Oleh: Ir Martayadi Tajuddin. MM (*)
RUANG hidup bukan barang dagangan yang bisa ditawar sesuka hati. Ketika pemerintah menetapkan Perda Kota Jambi Nomor 5 Tahun 2024 tentang Rencana Tata Ruang Wilayah (RTRW 2024–2044), ia membuat janji: bahwa fungsi ruang tidak boleh dibelokkan oleh kepentingan sekelompok orang.
Namun, TUKS—Terminal Untuk Kepentingan Sendiri—PT SAS di Aur Kenali berdiri di lokasi yang menurut zonasi jelas bukan diperuntukkan untuk kegiatan seperti itu. Ini bukan kesalahan kecil; ini pelanggaran terang terhadap hukum yang memicu penderitaan masyarakat, pelanggaran terhadap hak yang dijamin konstitusi.
Perda No. 5 Tahun 2024 tidak meninggalkan ruang abu-abu: Pasal 100 huruf d dan e memberi hak masyarakat untuk mengajukan tuntutan penghentian pembangunan, pembatalan KKPR, dan menghentikan proyek yang melanggar RTRW.
Tuntutan mereka meminta penutupan permanen bukan sekadar ungkapan kecewa, melainkan eksekusi hak hukum yang sah. Pasal 100 huruf f bahkan memberi hak untuk menggugat ganti rugi, ketika kerugian nyata muncul akibat pelanggaran terhadap RTRW. Artinya, warga Aur Kenali bukan sekadar “suara teriak”. Mereka menggunakan haknya berdasarkan aturan hukum yang diundangkan.
Kalau ada kewajiban, ada juga hak. Pasal 101 mewajibkan setiap orang, termasuk pelaku usaha dan pemerintah, untuk menaati dan memanfaatkan ruang sesuai RTRW. Tidak ada diskriminasi di Pasal ini: semua pihak harus tunduk pada zonasi dan regulasi yang telah disepakati.

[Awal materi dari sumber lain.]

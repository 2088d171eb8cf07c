//! devfs - Virtual filesystem para device nodes.
//!
//! Expõe dispositivos em /dev (null, zero, urandom, tty, console).

#![allow(dead_code)]

use alloc::string::ToString;
use alloc::sync::{Arc, Weak};
use alloc::vec;
use alloc::vec::Vec;

use spin::RwLock;

use crate::security::{Gid, Uid};
use crate::util::{KError, KResult};

use super::vfs::{DirEntry, Inode, InodeKind, InodeOps, Metadata, Mode};

/// Tipo de dispositivo no devfs.
#[derive(Clone, Copy, PartialEq, Eq)]
enum DeviceType {
    /// Diretório raiz /dev
    Root,
    /// /dev/null - descarta escrita, retorna EOF
    Null,
    /// /dev/zero - retorna zeros, descarta escrita
    Zero,
    /// /dev/urandom - retorna bytes pseudo-aleatórios
    Urandom,
    /// /dev/tty - terminal atual
    Tty,
    /// /dev/console - console do sistema
    Console,
    /// /dev/stdin - link para fd 0
    Stdin,
    /// /dev/stdout - link para fd 1
    Stdout,
    /// /dev/stderr - link para fd 2
    Stderr,
    /// /dev/input - input devices directory
    InputDir,
    /// /dev/input/eventN - input event device
    InputEvent(u8),
    /// /dev/fb0 - framebuffer device
    Fb0,
}

/// Estado do PRNG para /dev/urandom
static URANDOM_STATE: spin::Mutex<u64> = spin::Mutex::new(0x853c49e6748fea9b);

/// Gera um byte pseudo-aleatório usando xorshift64
pub fn random_byte() -> u8 {
    let mut state = URANDOM_STATE.lock();
    // xorshift64
    *state ^= *state << 13;
    *state ^= *state >> 7;
    *state ^= *state << 17;
    (*state & 0xFF) as u8
}

/// Semeia o PRNG com entropia do TSC
pub fn seed_urandom() {
    let tsc = unsafe {
        core::arch::x86_64::_rdtsc()
    };
    let mut state = URANDOM_STATE.lock();
    *state ^= tsc;
    // Mix adicional
    *state ^= *state << 13;
    *state ^= *state >> 7;
    *state ^= *state << 17;
}

/// Inode do devfs.
pub struct DevfsInode {
    device: DeviceType,
    parent: RwLock<Option<Weak<DevfsInode>>>,
    self_weak: Weak<DevfsInode>,
}

impl DevfsInode {
    fn metadata_for_device(device: DeviceType) -> Metadata {
        match device {
            DeviceType::Root | DeviceType::InputDir => Metadata::simple(
                Uid(0),
                Gid(0),
                Mode::from_octal(0o755),
                InodeKind::Dir,
            ),
            DeviceType::Null | DeviceType::Zero | DeviceType::Urandom => Metadata::simple(
                Uid(0),
                Gid(0),
                Mode::from_octal(0o666),
                InodeKind::CharDev,
            ),
            DeviceType::Tty | DeviceType::Console => Metadata::simple(
                Uid(0),
                Gid(0),
                Mode::from_octal(0o620),
                InodeKind::CharDev,
            ),
            DeviceType::Stdin | DeviceType::Stdout | DeviceType::Stderr => Metadata::simple(
                Uid(0),
                Gid(0),
                Mode::from_octal(0o777),
                InodeKind::Symlink,
            ),
            DeviceType::InputEvent(_) => Metadata::simple(
                Uid(0),
                Gid(0),
                Mode::from_octal(0o660),
                InodeKind::CharDev,
            ),
            DeviceType::Fb0 => Metadata::simple(
                Uid(0),
                Gid(0),
                Mode::from_octal(0o660),
                InodeKind::CharDev,
            ),
        }
    }

    /// Lista entradas do diretório /dev
    fn list_entries(&self) -> Vec<DirEntry> {
        match self.device {
            DeviceType::Root => {
                let mut entries = vec![
                    DirEntry { name: "null".to_string(), kind: InodeKind::CharDev },
                    DirEntry { name: "zero".to_string(), kind: InodeKind::CharDev },
                    DirEntry { name: "urandom".to_string(), kind: InodeKind::CharDev },
                    DirEntry { name: "random".to_string(), kind: InodeKind::CharDev },
                    DirEntry { name: "tty".to_string(), kind: InodeKind::CharDev },
                    DirEntry { name: "console".to_string(), kind: InodeKind::CharDev },
                    DirEntry { name: "stdin".to_string(), kind: InodeKind::Symlink },
                    DirEntry { name: "stdout".to_string(), kind: InodeKind::Symlink },
                    DirEntry { name: "stderr".to_string(), kind: InodeKind::Symlink },
                    DirEntry { name: "input".to_string(), kind: InodeKind::Dir },
                ];
                // Add fb0 if framebuffer is available
                if crate::drivers::framebuffer::is_available() {
                    entries.push(DirEntry { name: "fb0".to_string(), kind: InodeKind::CharDev });
                }
                entries
            }
            DeviceType::InputDir => {
                let count = crate::drivers::input::device_count();
                let mut entries = Vec::with_capacity(count);
                for i in 0..count {
                    entries.push(DirEntry {
                        name: alloc::format!("event{}", i),
                        kind: InodeKind::CharDev,
                    });
                }
                entries
            }
            _ => Vec::new(),
        }
    }

    /// Lookup de um dispositivo pelo nome
    fn lookup_device(&self, name: &str) -> KResult<DeviceType> {
        match self.device {
            DeviceType::Root => match name {
                "null" => Ok(DeviceType::Null),
                "zero" => Ok(DeviceType::Zero),
                "urandom" | "random" => Ok(DeviceType::Urandom),
                "tty" => Ok(DeviceType::Tty),
                "console" => Ok(DeviceType::Console),
                "stdin" => Ok(DeviceType::Stdin),
                "stdout" => Ok(DeviceType::Stdout),
                "stderr" => Ok(DeviceType::Stderr),
                "input" => Ok(DeviceType::InputDir),
                "fb0" => {
                    if crate::drivers::framebuffer::is_available() {
                        Ok(DeviceType::Fb0)
                    } else {
                        Err(KError::NotFound)
                    }
                }
                _ => Err(KError::NotFound),
            },
            DeviceType::InputDir => {
                // Parse "eventN" names
                if let Some(num_str) = name.strip_prefix("event") {
                    if let Ok(n) = num_str.parse::<u8>() {
                        let count = crate::drivers::input::device_count();
                        if (n as usize) < count {
                            return Ok(DeviceType::InputEvent(n));
                        }
                    }
                }
                Err(KError::NotFound)
            }
            _ => Err(KError::Invalid),
        }
    }
}

impl InodeOps for DevfsInode {
    fn metadata(&self) -> Metadata {
        Self::metadata_for_device(self.device)
    }

    fn set_metadata(&self, _meta: Metadata) {
        // devfs é read-only (metadados fixos)
    }

    fn parent(&self) -> Option<Inode> {
        let p = self.parent.read();
        p.as_ref()
            .and_then(|w| w.upgrade())
            .map(|arc| Inode(arc))
    }

    fn lookup(&self, name: &str) -> KResult<Inode> {
        let device = self.lookup_device(name)?;
        let parent_weak = self.self_weak.clone();

        let inode: Arc<DevfsInode> = Arc::new_cyclic(|weak| DevfsInode {
            device,
            parent: RwLock::new(Some(parent_weak)),
            self_weak: weak.clone(),
        });

        Ok(Inode(inode))
    }

    fn create(&self, _name: &str, _kind: InodeKind, _meta: Metadata) -> KResult<Inode> {
        // devfs é read-only
        Err(KError::NotSupported)
    }

    fn readdir(&self) -> KResult<Vec<DirEntry>> {
        Ok(self.list_entries())
    }

    fn read_at(&self, offset: usize, out: &mut [u8]) -> KResult<usize> {
        match self.device {
            DeviceType::Null => {
                // /dev/null sempre retorna EOF
                Ok(0)
            }
            DeviceType::Zero => {
                // /dev/zero retorna zeros
                for b in out.iter_mut() {
                    *b = 0;
                }
                Ok(out.len())
            }
            DeviceType::Urandom => {
                // /dev/urandom retorna bytes aleatórios
                for b in out.iter_mut() {
                    *b = random_byte();
                }
                Ok(out.len())
            }
            DeviceType::Tty | DeviceType::Console => {
                // Redireciona para o console do kernel
                // Por enquanto, apenas retorna EOF (a ser integrado com o console real)
                let _ = offset;
                Ok(0)
            }
            DeviceType::Stdin | DeviceType::Stdout | DeviceType::Stderr => {
                // Symlinks não são lidos diretamente
                Err(KError::Invalid)
            }
            DeviceType::InputEvent(n) => {
                // Read input events from the device
                if let Some(device) = crate::drivers::input::get_device(n as usize) {
                    let bytes_read = device.read(out);
                    Ok(bytes_read)
                } else {
                    Err(KError::NotFound)
                }
            }
            DeviceType::Fb0 => {
                // Read framebuffer data
                if let Some(bytes_read) = crate::drivers::framebuffer::with_framebuffer(|fb| {
                    let buffer = fb.buffer();
                    if offset >= buffer.len() {
                        return 0;
                    }
                    let available = buffer.len() - offset;
                    let to_read = out.len().min(available);
                    out[..to_read].copy_from_slice(&buffer[offset..offset + to_read]);
                    to_read
                }) {
                    Ok(bytes_read)
                } else {
                    Err(KError::NotFound)
                }
            }
            DeviceType::Root | DeviceType::InputDir => Err(KError::Invalid),
        }
    }

    fn write_at(&self, _offset: usize, data: &[u8]) -> KResult<usize> {
        match self.device {
            DeviceType::Null | DeviceType::Zero | DeviceType::Urandom => {
                // Descarta dados
                Ok(data.len())
            }
            DeviceType::Tty | DeviceType::Console => {
                // Escreve no console do kernel
                for &b in data {
                    crate::console::write_byte(b);
                }
                Ok(data.len())
            }
            DeviceType::Stdin | DeviceType::Stdout | DeviceType::Stderr => {
                // Symlinks não são escritos diretamente
                Err(KError::Invalid)
            }
            DeviceType::InputEvent(_) => {
                // Writing to input devices could be used for force feedback, etc.
                // For now, just discard
                Ok(data.len())
            }
            DeviceType::Fb0 => {
                // Write to framebuffer
                let offset = _offset; // Using the offset parameter
                if let Some(bytes_written) = crate::drivers::framebuffer::with_framebuffer(|fb| {
                    let buffer = fb.buffer_mut();
                    if offset >= buffer.len() {
                        return 0;
                    }
                    let available = buffer.len() - offset;
                    let to_write = data.len().min(available);
                    buffer[offset..offset + to_write].copy_from_slice(&data[..to_write]);
                    to_write
                }) {
                    Ok(bytes_written)
                } else {
                    Err(KError::NotFound)
                }
            }
            DeviceType::Root | DeviceType::InputDir => Err(KError::Invalid),
        }
    }

    fn truncate(&self, _size: usize) -> KResult<()> {
        // Dispositivos não podem ser truncados
        match self.device {
            DeviceType::Null | DeviceType::Zero | DeviceType::Urandom | DeviceType::Fb0 => Ok(()),
            _ => Err(KError::Invalid),
        }
    }

    fn size(&self) -> KResult<usize> {
        match self.device {
            DeviceType::Fb0 => {
                // Return framebuffer size
                Ok(crate::drivers::framebuffer::with_framebuffer(|fb| {
                    fb.buffer().len()
                }).unwrap_or(0))
            }
            // Other character devices have size 0
            _ => Ok(0),
        }
    }
}

/// Cria o inode raiz do devfs (/dev).
pub fn new_root() -> Inode {
    // Semeia o PRNG
    seed_urandom();

    let inode: Arc<DevfsInode> = Arc::new_cyclic(|weak| DevfsInode {
        device: DeviceType::Root,
        parent: RwLock::new(None),
        self_weak: weak.clone(),
    });
    Inode(inode)
}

Tapi saat keputusan pemerintah hanya menyetop operasi sementara dan membuka kemungkinan revisi RTRW sebagai jalan tengah, itu bukan solusi — itu sinyal bahwa hukum bisa ditawar. Padahal Perda ini memiliki masa berlaku 20 tahun, dan menurut Pasal 109 ayat (1) hanya boleh ditinjau kembali tiap periode 5 tahunan. Revisi prematur tanpa adanya “perubahan lingkungan strategis” (Pasal 109 ayat (2) dan (3)) adalah pelanggaran terhadap teks hukum itu sendiri.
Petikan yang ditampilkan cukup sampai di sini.